I have given the column info wrongly,
Its col3 and col4 of file1 to col3 and col4 of file2 comparison.

Perhaps this is what you want, but I'm not sure if I've understood you :slight_smile:

#!/bin/bash

comp1=($(cat text1.txt | cut -d\; -f 3,4))
comp2=($(cat text2.txt | cut -d\; -f 3,4))

for str in ${comp1[*]}; do
   i=0
   while (( $i < ${#comp2[*]} )); do
      if [[ $str = ${comp2} ]]; then
         cat text1.txt | grep $str
      fi
      (( i += 1 ))
   done
done

Regards.

Hi Grial,
Thanks for your prompt and quick response.

The script works for comparing two cols i.e., col 3 and col4 of two files.

If i try to try to compare only col3 of two files,
I am getting redundant records.

Eg:
My File1 consists of 100 records and
file2 consists of 238 records.If i try to compare,file1 and file2 I got 116 records as my o/p
in the console.Can u suggest me,how to rectify this.

Again, I don't know if I've understood.
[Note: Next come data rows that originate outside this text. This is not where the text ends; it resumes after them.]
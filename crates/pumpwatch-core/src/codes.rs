/// Sensor exception markers reported by the pump in place of a glucose value.
///
/// The radio bridge encodes these in the same 16-bit field as a regular
/// reading, in a range (0x0301..=0x030D) far above any physiological value.
#[derive(Debug, Clone, Copy, PartialEq, Eq, Hash)]
pub enum SensorException {
    Init,
    CalNeeded,
    Error,
    CalError,
    ChangeSensor,
    EndOfLife,
    NotReady,
    ReadingHigh,
    ReadingLow,
    CalPending,
    ChangeCalError,
    TimeUnknown,
    Lost,
}

impl SensorException {
    pub const ALL: [SensorException; 13] = [
        SensorException::Init,
        SensorException::CalNeeded,
        SensorException::Error,
        SensorException::CalError,
        SensorException::ChangeSensor,
        SensorException::EndOfLife,
        SensorException::NotReady,
        SensorException::ReadingHigh,
        SensorException::ReadingLow,
        SensorException::CalPending,
        SensorException::ChangeCalError,
        SensorException::TimeUnknown,
        SensorException::Lost,
    ];

    pub fn from_raw(raw: u16) -> Option<Self> {
        match raw {
            0x0301 => Some(SensorException::Init),
            0x0302 => Some(SensorException::CalNeeded),
            0x0303 => Some(SensorException::Error),
            0x0304 => Some(SensorException::CalError),
            0x0305 => Some(SensorException::ChangeSensor),
            0x0306 => Some(SensorException::EndOfLife),
            0x0307 => Some(SensorException::NotReady),
            0x0308 => Some(SensorException::ReadingHigh),
            0x0309 => Some(SensorException::ReadingLow),
            0x030A => Some(SensorException::CalPending),
            0x030B => Some(SensorException::ChangeCalError),
            0x030C => Some(SensorException::TimeUnknown),
            0x030D => Some(SensorException::Lost),
            _ => None,
        }
    }

    pub fn raw(self) -> u16 {
        match self {
            SensorException::Init => 0x0301,
            SensorException::CalNeeded => 0x0302,
            SensorException::Error => 0x0303,
            SensorException::CalError => 0x0304,
            SensorException::ChangeSensor => 0x0305,
            SensorException::EndOfLife => 0x0306,
            SensorException::NotReady => 0x0307,
            SensorException::ReadingHigh => 0x0308,
            SensorException::ReadingLow => 0x0309,
            SensorException::CalPending => 0x030A,
            SensorException::ChangeCalError => 0x030B,
            SensorException::TimeUnknown => 0x030C,
            SensorException::Lost => 0x030D,
        }
    }

    /// Canonical display string, as shown on the pump itself.
    pub fn label(self) -> &'static str {
        match self {
            SensorException::Init => "Sensor warming up",
            SensorException::CalNeeded => "Calibrate sensor now",
            SensorException::Error => "Updating sensor",
            SensorException::CalError => "Calibration error",
            SensorException::ChangeSensor => "Change sensor",
            SensorException::EndOfLife => "Sensor expired",
            SensorException::NotReady => "Sensor not ready",
            SensorException::ReadingHigh => "Sensor reading too high",
            SensorException::ReadingLow => "Sensor reading too low",
            SensorException::CalPending => "Calibrating sensor",
            SensorException::ChangeCalError => "Cal error - Change sensor",
            SensorException::TimeUnknown => "Time unknown",
            SensorException::Lost => "Sensor lost",
        }
    }
}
Do you mean you could have duplicate records on file2? Or, Do you want only the first ocurrence? If this is teh case, try:

#!/bin/bash

comp1=($(cat text1.txt | cut -d\; -f 3,4))
comp2=($(cat text2.txt | cut -d\; -f 3,4))

for str in ${comp1[*]}; do
   i=0
   while (( $i < ${#comp2[*]} )); do
      if [[ $str = ${comp2} ]]; then
         cat text1.txt | grep $str
         break
      fi
      (( i += 1 ))
   done
done

Hi Grial,
Again thanx for ur kind repsonse,Let me explain clearly.
I have compared col3 of file1 and col3 of file2.
I got duplicates of file1 with the latest script send by you.
And one more thing is that,i will not be getting any duplicate records for both the files.
Just i want to check columns/column of file1 with file2.

mmmmmmm... Still not clear for me.... Let me see If now I understand.

  • You want to check one-to-one, or
  • two-to-two?
    Please, give me another example to make it clear :slight_smile:

Yah....
Its a one to one mapping between the files..

file1
-------
a;a;c;
d;f;g;
3;7;8;

file2
------
4;7;8;
3;4;7
a;a;c;
d;f;g;

success file1
-----------
a;a;c;
d;f;g;

fail file1
--------
3;7;8;

I want to get success and fail records of file1 in different file..

I dont need any information in file2.(You can take it as an mapping file like..)

OK.
col3-to-col3 always or col3-to-colX or colX-to-colY?
In your example you are comparing whole lines with whole lines...
mmmmm:

#!/bin/bash

> success.txt
> fail.txt
comp1=($(cat text1.txt))
comp2=($(cat text2.txt))

for str in ${comp1[*]}; do
   i=0
   FOUND=no
   while (( $i < ${#comp2[*]} )); do
      if [[ $str = ${comp2} ]]; then
         cat text1.txt | grep $str >> success.txt
         FOUND=yes
         break
      fi
      (( i += 1 ))
   done
   if [[ $FOUND = no ]]; then
      cat text1.txt | grep $str >> fail.txt
   fi
done

Which compares whole lines...

Hi,

As i have said its a one-one mapping,but the columns can be dynamic.
It can be col X(file1)-col 1(file2) ,colX,colY(file1)-col1col2(file2).Is it possible with the current script.

while read line;do
first=`echo $line | cut -d ";" -f1`
third=`echo $line | cut -d ";" -f3`
while read var; do
result=`echo $var | awk -F";" -v first=${first} -v third=${third} '{if($1~first && $3~third) print 1; else print 0}'`
if [[ result -eq 1 ]]; then
break
fi
done < file2

if [[ $result -eq 1 ]]; then
echo $line >> found
else
echo $line >> notfound
fi
done < file1

Hi, Sukumar
This is simple solution for your problem.

#!/bin/bash

while read var1
do
colf1=` echo $var1 | cut -d";" -f 3,4`
grep $colf1 file2 >> sucessfile1
done < file1
grep -vf sucessfile1 file1 >> failfile1